**ENTRIES SUPPLIED:**
____
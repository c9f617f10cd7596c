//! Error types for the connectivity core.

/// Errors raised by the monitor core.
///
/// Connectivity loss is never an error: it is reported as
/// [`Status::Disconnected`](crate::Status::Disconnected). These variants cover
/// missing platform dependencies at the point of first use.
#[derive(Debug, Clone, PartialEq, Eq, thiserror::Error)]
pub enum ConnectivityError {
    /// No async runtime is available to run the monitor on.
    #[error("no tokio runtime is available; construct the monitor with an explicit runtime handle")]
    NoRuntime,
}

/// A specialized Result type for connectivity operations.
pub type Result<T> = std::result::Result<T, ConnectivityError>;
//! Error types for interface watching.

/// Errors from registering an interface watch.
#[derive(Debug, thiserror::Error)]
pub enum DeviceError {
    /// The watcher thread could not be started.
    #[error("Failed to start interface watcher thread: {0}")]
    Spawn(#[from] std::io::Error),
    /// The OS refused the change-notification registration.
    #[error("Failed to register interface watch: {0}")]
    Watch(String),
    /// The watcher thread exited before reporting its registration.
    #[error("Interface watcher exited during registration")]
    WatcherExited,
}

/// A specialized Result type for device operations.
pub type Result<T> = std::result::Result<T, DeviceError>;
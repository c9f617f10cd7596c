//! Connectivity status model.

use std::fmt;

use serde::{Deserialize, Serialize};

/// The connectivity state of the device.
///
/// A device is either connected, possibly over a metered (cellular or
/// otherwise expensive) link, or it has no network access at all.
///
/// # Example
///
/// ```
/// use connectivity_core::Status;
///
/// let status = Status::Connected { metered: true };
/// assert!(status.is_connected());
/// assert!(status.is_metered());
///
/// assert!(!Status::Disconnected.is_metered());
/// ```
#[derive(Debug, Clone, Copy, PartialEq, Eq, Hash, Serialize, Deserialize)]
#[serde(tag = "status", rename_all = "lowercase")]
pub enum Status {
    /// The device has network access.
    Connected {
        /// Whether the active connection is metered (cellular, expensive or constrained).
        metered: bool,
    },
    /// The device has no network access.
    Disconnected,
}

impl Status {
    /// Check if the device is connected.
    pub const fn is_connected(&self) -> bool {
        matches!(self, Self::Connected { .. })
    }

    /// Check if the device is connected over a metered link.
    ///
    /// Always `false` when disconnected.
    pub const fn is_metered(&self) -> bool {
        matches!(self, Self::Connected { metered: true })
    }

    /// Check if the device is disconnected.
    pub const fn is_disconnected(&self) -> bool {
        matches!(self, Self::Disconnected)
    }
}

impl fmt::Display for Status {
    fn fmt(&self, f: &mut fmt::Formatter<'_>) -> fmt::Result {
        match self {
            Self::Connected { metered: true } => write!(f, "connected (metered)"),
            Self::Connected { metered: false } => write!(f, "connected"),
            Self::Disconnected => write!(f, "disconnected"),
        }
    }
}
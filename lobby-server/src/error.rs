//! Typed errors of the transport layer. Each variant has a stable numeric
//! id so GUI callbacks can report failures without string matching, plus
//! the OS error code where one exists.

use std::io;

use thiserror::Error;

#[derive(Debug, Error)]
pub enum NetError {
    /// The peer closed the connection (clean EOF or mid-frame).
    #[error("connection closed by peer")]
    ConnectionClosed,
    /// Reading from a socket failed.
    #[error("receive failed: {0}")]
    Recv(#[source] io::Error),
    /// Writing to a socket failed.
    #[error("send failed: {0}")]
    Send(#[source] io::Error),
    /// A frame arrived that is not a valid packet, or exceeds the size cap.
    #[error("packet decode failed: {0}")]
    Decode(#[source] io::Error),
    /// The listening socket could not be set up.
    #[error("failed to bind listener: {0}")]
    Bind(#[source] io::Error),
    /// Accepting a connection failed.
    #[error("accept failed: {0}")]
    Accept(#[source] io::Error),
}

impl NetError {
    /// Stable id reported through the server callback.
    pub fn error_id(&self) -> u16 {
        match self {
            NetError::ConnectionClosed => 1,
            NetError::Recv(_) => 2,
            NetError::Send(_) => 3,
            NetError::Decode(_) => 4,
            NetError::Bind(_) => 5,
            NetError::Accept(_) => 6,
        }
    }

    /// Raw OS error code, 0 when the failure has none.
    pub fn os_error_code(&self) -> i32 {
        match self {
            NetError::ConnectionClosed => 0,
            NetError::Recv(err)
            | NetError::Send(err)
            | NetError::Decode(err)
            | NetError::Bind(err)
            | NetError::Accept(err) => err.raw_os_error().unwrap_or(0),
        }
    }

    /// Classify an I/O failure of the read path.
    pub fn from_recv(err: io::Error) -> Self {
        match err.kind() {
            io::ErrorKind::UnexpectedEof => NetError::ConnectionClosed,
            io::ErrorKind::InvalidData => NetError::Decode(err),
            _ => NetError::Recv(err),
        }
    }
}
____
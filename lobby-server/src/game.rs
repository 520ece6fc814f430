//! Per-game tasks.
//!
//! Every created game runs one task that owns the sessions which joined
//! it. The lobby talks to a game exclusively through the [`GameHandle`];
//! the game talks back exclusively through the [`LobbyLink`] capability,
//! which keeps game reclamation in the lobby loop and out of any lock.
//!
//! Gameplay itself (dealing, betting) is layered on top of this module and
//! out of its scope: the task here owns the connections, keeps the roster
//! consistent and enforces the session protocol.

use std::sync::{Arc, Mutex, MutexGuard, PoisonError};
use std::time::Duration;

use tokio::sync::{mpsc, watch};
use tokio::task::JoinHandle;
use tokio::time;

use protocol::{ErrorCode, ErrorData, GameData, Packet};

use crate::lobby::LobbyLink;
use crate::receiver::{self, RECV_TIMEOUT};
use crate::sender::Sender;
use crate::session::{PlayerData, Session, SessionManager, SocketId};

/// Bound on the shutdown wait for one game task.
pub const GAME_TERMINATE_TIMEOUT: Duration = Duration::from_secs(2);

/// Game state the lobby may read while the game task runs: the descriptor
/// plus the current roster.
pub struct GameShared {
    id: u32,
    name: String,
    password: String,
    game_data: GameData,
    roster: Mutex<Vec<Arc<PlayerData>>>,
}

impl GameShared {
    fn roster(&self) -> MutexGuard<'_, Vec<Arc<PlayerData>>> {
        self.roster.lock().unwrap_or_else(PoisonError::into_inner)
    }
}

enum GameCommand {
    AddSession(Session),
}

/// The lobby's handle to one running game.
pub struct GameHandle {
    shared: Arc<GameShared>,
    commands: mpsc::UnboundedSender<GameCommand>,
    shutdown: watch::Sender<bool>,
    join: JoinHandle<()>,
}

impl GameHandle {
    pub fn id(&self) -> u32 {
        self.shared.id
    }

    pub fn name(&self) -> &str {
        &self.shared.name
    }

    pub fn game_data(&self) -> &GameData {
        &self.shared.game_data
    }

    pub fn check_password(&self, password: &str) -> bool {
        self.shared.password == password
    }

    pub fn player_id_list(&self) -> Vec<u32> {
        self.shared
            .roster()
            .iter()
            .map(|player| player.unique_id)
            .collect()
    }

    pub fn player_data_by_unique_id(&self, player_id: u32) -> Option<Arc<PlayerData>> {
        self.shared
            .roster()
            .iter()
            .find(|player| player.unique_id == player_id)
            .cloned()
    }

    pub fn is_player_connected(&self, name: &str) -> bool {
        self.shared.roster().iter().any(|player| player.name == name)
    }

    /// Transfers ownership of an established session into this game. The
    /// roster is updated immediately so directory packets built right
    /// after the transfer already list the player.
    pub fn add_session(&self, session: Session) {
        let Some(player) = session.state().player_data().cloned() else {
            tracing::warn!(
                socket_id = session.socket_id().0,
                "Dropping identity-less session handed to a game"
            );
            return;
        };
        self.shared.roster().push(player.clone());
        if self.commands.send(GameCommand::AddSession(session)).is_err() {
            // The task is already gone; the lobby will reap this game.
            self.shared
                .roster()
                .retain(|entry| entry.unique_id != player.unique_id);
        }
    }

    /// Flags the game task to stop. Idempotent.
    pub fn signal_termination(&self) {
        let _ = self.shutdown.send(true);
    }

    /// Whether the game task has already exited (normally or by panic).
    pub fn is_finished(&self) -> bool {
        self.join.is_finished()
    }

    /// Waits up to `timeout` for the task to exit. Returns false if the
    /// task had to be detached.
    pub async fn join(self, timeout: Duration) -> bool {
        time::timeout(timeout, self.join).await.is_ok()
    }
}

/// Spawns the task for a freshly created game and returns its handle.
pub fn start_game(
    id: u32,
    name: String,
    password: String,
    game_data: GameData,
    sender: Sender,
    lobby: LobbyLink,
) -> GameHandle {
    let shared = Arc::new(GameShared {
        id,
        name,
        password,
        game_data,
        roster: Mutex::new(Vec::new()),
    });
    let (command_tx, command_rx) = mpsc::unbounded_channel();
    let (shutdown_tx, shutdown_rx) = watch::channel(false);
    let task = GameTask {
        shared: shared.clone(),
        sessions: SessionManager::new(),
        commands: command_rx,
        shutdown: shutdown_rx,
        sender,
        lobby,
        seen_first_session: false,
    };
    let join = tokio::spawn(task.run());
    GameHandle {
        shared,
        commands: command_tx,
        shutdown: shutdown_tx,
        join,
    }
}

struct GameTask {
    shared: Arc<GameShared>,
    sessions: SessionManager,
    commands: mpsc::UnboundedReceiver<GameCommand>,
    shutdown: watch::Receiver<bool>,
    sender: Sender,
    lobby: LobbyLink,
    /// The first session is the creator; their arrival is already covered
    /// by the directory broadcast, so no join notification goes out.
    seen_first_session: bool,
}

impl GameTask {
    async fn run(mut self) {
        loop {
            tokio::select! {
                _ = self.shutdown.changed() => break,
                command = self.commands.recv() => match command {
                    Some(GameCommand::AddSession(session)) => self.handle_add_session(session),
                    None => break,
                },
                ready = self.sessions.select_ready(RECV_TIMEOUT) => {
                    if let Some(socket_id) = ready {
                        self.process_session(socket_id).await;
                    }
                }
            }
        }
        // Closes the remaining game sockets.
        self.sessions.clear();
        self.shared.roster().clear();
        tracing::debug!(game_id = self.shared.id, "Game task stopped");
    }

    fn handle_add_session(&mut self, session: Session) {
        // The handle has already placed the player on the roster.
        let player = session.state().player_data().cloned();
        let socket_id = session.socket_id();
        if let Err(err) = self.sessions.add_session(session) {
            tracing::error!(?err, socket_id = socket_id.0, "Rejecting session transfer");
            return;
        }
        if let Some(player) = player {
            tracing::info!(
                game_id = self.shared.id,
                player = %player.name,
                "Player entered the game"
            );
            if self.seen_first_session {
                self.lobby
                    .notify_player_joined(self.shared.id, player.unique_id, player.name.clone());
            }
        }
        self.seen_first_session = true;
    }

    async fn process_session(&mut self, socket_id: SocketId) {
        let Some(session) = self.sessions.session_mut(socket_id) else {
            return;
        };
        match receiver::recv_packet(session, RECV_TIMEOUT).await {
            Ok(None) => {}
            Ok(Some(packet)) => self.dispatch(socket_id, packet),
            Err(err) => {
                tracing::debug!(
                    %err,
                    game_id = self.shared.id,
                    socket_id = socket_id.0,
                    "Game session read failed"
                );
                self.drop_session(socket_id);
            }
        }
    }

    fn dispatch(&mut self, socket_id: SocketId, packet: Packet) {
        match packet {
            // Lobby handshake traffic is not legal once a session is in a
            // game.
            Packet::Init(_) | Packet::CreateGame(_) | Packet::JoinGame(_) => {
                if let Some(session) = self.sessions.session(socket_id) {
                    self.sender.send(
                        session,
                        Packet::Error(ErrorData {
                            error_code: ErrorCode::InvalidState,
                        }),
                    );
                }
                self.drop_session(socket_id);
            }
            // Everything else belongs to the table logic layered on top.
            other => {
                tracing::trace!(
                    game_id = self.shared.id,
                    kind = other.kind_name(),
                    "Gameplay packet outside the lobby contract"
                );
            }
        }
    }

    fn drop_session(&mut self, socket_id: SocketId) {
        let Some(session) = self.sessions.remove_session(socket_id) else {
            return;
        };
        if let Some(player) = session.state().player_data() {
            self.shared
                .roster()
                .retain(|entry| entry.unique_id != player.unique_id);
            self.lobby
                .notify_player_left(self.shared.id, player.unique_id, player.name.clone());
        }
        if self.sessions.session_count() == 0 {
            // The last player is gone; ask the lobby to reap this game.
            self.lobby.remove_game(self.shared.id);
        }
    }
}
____
**WHAT THE EXERCISE ASKS:** Would you print exactly and only the lines of the material above that run from the line with "#[derive(Debug, Clone, PartialEq, Eq, thiserror::Error)]" through the line with "for interface watching.", both included?

**TASK RESPONSE:**
#[derive(Debug, Clone, PartialEq, Eq, thiserror::Error)]
pub enum ConnectivityError {
    /// No async runtime is available to run the monitor on.
    #[error("no tokio runtime is available; construct the monitor with an explicit runtime handle")]
    NoRuntime,
}

/// A specialized Result type for connectivity operations.
pub type Result<T> = std::result::Result<T, ConnectivityError>;
//! Error types for interface watching.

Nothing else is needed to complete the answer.